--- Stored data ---
┌────────

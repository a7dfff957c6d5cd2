//! `MessageBus` (spec §4.4): the process-wide pub/sub router.

use std::sync::{Arc, Mutex};
use std::thread::JoinHandle;
use std::time::Duration;

use dashmap::DashMap;
use tracing::{debug, info, warn};

use crate::error::{Result, TaskmeshError};
use crate::sink::{DeadLetterSink, NullDeadLetterSink};

use crate::priority_queue::PriorityJobQueue;

use super::message::Message;
use super::stats::{BusStatistics, BusStatsSnapshot};
use super::subscription::{DeliveryMode, Filter, Handler, Subscription};

/// The bus's own lifecycle, independent of any one subscriber (spec §4.4).
#[derive(Debug, Clone, Copy, PartialEq, Eq)]
pub enum BusState {
    Stopped,
    Starting,
    Running,
    Stopping,
}

impl std::fmt::Display for BusState {
    fn fmt(&self, f: &mut std::fmt::Formatter<'_>) -> std::fmt::Result {
        let s = match self {
            Self::Stopped => "stopped",
            Self::Starting => "starting",
            Self::Running => "running",
            Self::Stopping => "stopping",
        };
        write!(f, "{s}")
    }
}

/// A message-before-dispatch transform applied uniformly to every publish;
/// the original message is never mutated (copy-on-transform).
pub type Transformer = Arc<dyn Fn(&Message) -> Message + Send + Sync>;

struct DispatchJob {
    message: Message,
    subscription: Arc<Subscription>,
}

/// State a worker-mode dispatch thread needs, shared via `Arc` so it can
/// outlive the `MessageBus` call that enqueued the job.
struct DispatchShared {
    stats: BusStatistics,
    dead_letter: Mutex<Arc<dyn DeadLetterSink<Message>>>,
}

/// Process-wide pub/sub router: topic matching, priority-aware worker-mode
/// dispatch, filters, a global transform hook, and a dead-letter hand-off
/// for subscribers that fail.
pub struct MessageBus {
    subscriptions: DashMap<String, Arc<Subscription>>,
    state: Mutex<BusState>,
    shared: Arc<DispatchShared>,
    global_filter: Mutex<Option<Filter>>,
    transformer: Mutex<Option<Transformer>>,
    dispatch_queue: Arc<PriorityJobQueue<DispatchJob>>,
    workers: Mutex<Vec<JoinHandle<()>>>,
    worker_count: usize,
}

impl std::fmt::Debug for MessageBus {
    fn fmt(&self, f: &mut std::fmt::Formatter<'_>) -> std::fmt::Result {
        f.debug_struct("MessageBus")
            .field("state", &self.state())
            .field("subscriptions", &self.subscriptions.len())
            .finish()
    }
}

impl MessageBus {
    pub fn new(worker_threads: usize) -> Self {
        Self {
            subscriptions: DashMap::new(),
            state: Mutex::new(BusState::Stopped),
            shared: Arc::new(DispatchShared {
                stats: BusStatistics::new(),
                dead_letter: Mutex::new(Arc::new(NullDeadLetterSink)),
            }),
            global_filter: Mutex::new(None),
            transformer: Mutex::new(None),
            dispatch_queue: Arc::new(PriorityJobQueue::new()),
            workers: Mutex::new(Vec::new()),
            worker_count: worker_threads.max(1),
        }
    }

    pub fn state(&self) -> BusState {
        *self.state.lock().unwrap()
    }

    pub fn set_global_filter(&self, filter: Filter) {
        *self.global_filter.lock().unwrap() = Some(filter);
    }

    pub fn set_transformer(&self, transformer: Transformer) {
        *self.transformer.lock().unwrap() = Some(transformer);
    }

    pub fn set_dead_letter_sink(&self, sink: Arc<dyn DeadLetterSink<Message>>) {
        *self.shared.dead_letter.lock().unwrap() = sink;
    }

    /// `Stopped -> Starting -> Running`. Spawns the worker-mode dispatch
    /// threads that drain `dispatch_queue` in priority order.
    pub fn start(&self) -> Result<()> {
        {
            let mut state = self.state.lock().unwrap();
            if *state != BusState::Stopped {
                return Err(TaskmeshError::InvalidState(format!(
                    "bus cannot start from state {state}"
                )));
            }
            *state = BusState::Starting;
        }
        let mut handles = self.workers.lock().unwrap();
        for index in 0..self.worker_count {
            let queue = self.dispatch_queue.clone();
            let shared = self.shared.clone();
            let handle = std::thread::Builder::new()
                .name(format!("bus-dispatch-{index}"))
                .spawn(move || {
                    while let Some(job) = queue.dequeue() {
                        run_dispatch_job(job, &shared);
                    }
                })
                .expect("failed to spawn bus dispatch thread");
            handles.push(handle);
        }
        drop(handles);
        *self.state.lock().unwrap() = BusState::Running;
        info!(workers = self.worker_count, "message bus started");
        Ok(())
    }

    /// `Running -> Stopping -> Stopped`. Lets in-flight worker-mode
    /// dispatches drain for up to `grace_period`, then forcibly stops;
    /// anything still queued is dropped (spec §5: "dropped or forwarded to
    /// the dead-letter sink per config" — this bus drops, matching the
    /// spec's stated default).
    pub fn stop(&self, grace_period: Duration) {
        {
            let mut state = self.state.lock().unwrap();
            if *state != BusState::Running {
                return;
            }
            *state = BusState::Stopping;
        }
        let deadline = std::time::Instant::now() + grace_period;
        while !self.dispatch_queue.is_empty() && std::time::Instant::now() < deadline {
            std::thread::sleep(Duration::from_millis(5));
        }
        self.dispatch_queue.stop();
        let mut handles = self.workers.lock().unwrap();
        for handle in handles.drain(..) {
            let _ = handle.join();
        }
        *self.state.lock().unwrap() = BusState::Stopped;
        info!("message bus stopped");
    }

    /// Register a subscription, returning its id.
    pub fn subscribe(
        &self,
        pattern: &str,
        handler: Handler,
        delivery_mode: DeliveryMode,
        filter: Option<Filter>,
    ) -> String {
        let sub = Arc::new(Subscription::new(pattern, handler, delivery_mode, filter));
        let id = sub.id.clone();
        self.subscriptions.insert(id.clone(), sub);
        id
    }

    /// Idempotent: removing an unknown id is a no-op, not an error.
    pub fn unsubscribe(&self, id: &str) {
        self.subscriptions.remove(id);
    }

    /// Publish `message`, returning the number of subscribers matched (after
    /// filters) and handed off for dispatch — for worker-mode subscribers
    /// this counts admission to the dispatch queue, not completion.
    pub fn publish(&self, message: Message) -> Result<usize> {
        if self.state() != BusState::Running {
            return Err(TaskmeshError::BusNotRunning(self.state().to_string()));
        }
        self.shared.stats.record_published();

        let effective = match &*self.transformer.lock().unwrap() {
            Some(t) => t(&message),
            None => message,
        };

        // Copy-on-write snapshot: dispatch without holding the subscription
        // map's lock during handler invocation (spec §5).
        let snapshot: Vec<Arc<Subscription>> = self
            .subscriptions
            .iter()
            .filter(|entry| entry.pattern.matches(effective.topic()))
            .map(|entry| entry.value().clone())
            .collect();

        let global_filter = self.global_filter.lock().unwrap().clone();
        let mut dispatched = 0usize;
        for sub in snapshot {
            let global_ok = global_filter.as_ref().is_none_or(|f| f(&effective));
            let sub_ok = sub.filter.as_ref().is_none_or(|f| f(&effective));
            if !global_ok || !sub_ok {
                self.shared.stats.record_filtered(sub.pattern.as_str());
                continue;
            }
            match sub.delivery_mode {
                DeliveryMode::Inline => {
                    self.invoke_inline(&effective, &sub);
                }
                DeliveryMode::Worker => {
                    self.dispatch_queue.enqueue(
                        effective.priority(),
                        DispatchJob {
                            message: effective.clone(),
                            subscription: sub.clone(),
                        },
                    );
                }
            }
            dispatched += 1;
        }
        Ok(dispatched)
    }

    fn invoke_inline(&self, message: &Message, sub: &Arc<Subscription>) {
        match (sub.handler)(message) {
            Ok(()) => self.shared.stats.record_dispatched(sub.pattern.as_str()),
            Err(e) => {
                warn!(subscription = %sub.id, error = %e, "inline subscriber failed");
                self.shared.stats.record_failed(sub.pattern.as_str());
                let tagged = message.with_metadata("failure_reason", e.to_string());
                self.shared.dead_letter.lock().unwrap().accept(&tagged, &e.to_string(), 1);
            }
        }
    }

    pub fn stats(&self) -> BusStatsSnapshot {
        self.shared.stats.snapshot(self.dispatch_queue.len())
    }

    pub fn pattern_stats(&self, pattern: &str) -> (u64, u64, u64) {
        self.shared.stats.pattern_snapshot(pattern)
    }

    pub fn subscription_count(&self) -> usize {
        self.subscriptions.len()
    }
}

fn run_dispatch_job(job: DispatchJob, shared: &DispatchShared) {
    let pattern = job.subscription.pattern.as_str().to_string();
    match (job.subscription.handler)(&job.message) {
        Ok(()) => shared.stats.record_dispatched(&pattern),
        Err(e) => {
            debug!(subscription = %job.subscription.id, error = %e, "worker-mode subscriber failed");
            shared.stats.record_failed(&pattern);
            let tagged = job.message.with_metadata("failure_reason", e.to_string());
            shared.dead_letter.lock().unwrap().accept(&tagged, &e.to_string(), 1);
        }
    }
}

impl Drop for MessageBus {
    fn drop(&mut self) {
        if self.state() == BusState::Running {
            self.stop(Duration::from_millis(100));
        }
    }
}

#[cfg(test)]
mod tests {
    use super::*;
    use crate::priority::Priority;
    use std::sync::atomic::{AtomicBool, AtomicUsize, Ordering as AtomicOrdering};
    use std::sync::Mutex as StdMutex;
    use std::time::Duration;

    use super::super::message::MessageType;

    #[test]
    fn publish_before_start_is_rejected() {
        let bus = MessageBus::new(1);
        let msg = Message::builder("t", MessageType::Event).build();
        assert!(matches!(bus.publish(msg), Err(TaskmeshError::BusNotRunning(_))));
    }

    #[test]
    fn inline_dispatch_runs_synchronously_and_counts_matches() {
        let bus = MessageBus::new(1);
        bus.start().unwrap();
        let seen = Arc::new(AtomicUsize::new(0));
        let seen2 = seen.clone();
        bus.subscribe(
            "t",
            Arc::new(move |_m: &Message| {
                seen2.fetch_add(1, AtomicOrdering::SeqCst);
                Ok(())
            }),
            DeliveryMode::Inline,
            None,
        );
        let msg = Message::builder("t", MessageType::Event).build();
        let count = bus.publish(msg).unwrap();
        assert_eq!(count, 1);
        assert_eq!(seen.load(AtomicOrdering::SeqCst), 1);
        bus.stop(Duration::from_millis(50));
    }

    #[test]
    fn unsubscribe_is_idempotent_for_unknown_id() {
        let bus = MessageBus::new(1);
        bus.unsubscribe("does-not-exist");
        bus.unsubscribe("does-not-exist");
    }

    #[test]
    fn filtered_subscriber_is_not_counted_as_dispatched() {
        let bus = MessageBus::new(1);
        bus.start().unwrap();
        bus.subscribe(
            "t",
            Arc::new(|_m: &Message| Ok(())),
            DeliveryMode::Inline,
            Some(Arc::new(|_m: &Message| false)),
        );
        let msg = Message::builder("t", MessageType::Event).build();
        let count = bus.publish(msg).unwrap();
        assert_eq!(count, 0);
        assert_eq!(bus.stats().filtered, 1);
        bus.stop(Duration::from_millis(50));
    }

    #[test]
    fn priority_dispatch_scenario() {
        let bus = MessageBus::new(1);
        bus.start().unwrap();
        let order: Arc<StdMutex<Vec<Priority>>> = Arc::new(StdMutex::new(Vec::new()));
        let order2 = order.clone();
        // Block the single worker on the first dispatch so the remaining
        // four publishes queue up before any of them run.
        let gate = Arc::new(std::sync::Barrier::new(2));
        let gate2 = gate.clone();
        let first = Arc::new(AtomicBool::new(true));
        bus.subscribe(
            "t",
            Arc::new(move |m: &Message| {
                if first.swap(false, AtomicOrdering::SeqCst) {
                    gate2.wait();
                }
                order2.lock().unwrap().push(m.priority());
                Ok(())
            }),
            DeliveryMode::Worker,
            None,
        );
        for p in [Priority::Low, Priority::Critical, Priority::Normal, Priority::High, Priority::Low] {
            let msg = Message::builder("t", MessageType::Event).priority(p).build();
            bus.publish(msg).unwrap();
        }
        gate.wait();
        std::thread::sleep(Duration::from_millis(100));
        bus.stop(Duration::from_millis(200));
        let observed = order.lock().unwrap().clone();
        assert_eq!(
            observed,
            vec![Priority::Low, Priority::Critical, Priority::High, Priority::Normal, Priority::Low]
        );
    }
}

└────────

--- EXERCISE PROMPT ---
Wherever "Some" turns up in the records, copy the whole line.

--- YOUR RESPONSE ---
        *self.global_filter.lock().unwrap() = Some(filter);
        *self.transformer.lock().unwrap() = Some(transformer);
                    while let Some(job) = queue.dequeue() {
            Some(t) => t(&message),
            Some(Arc::new(|_m: &Message| false)),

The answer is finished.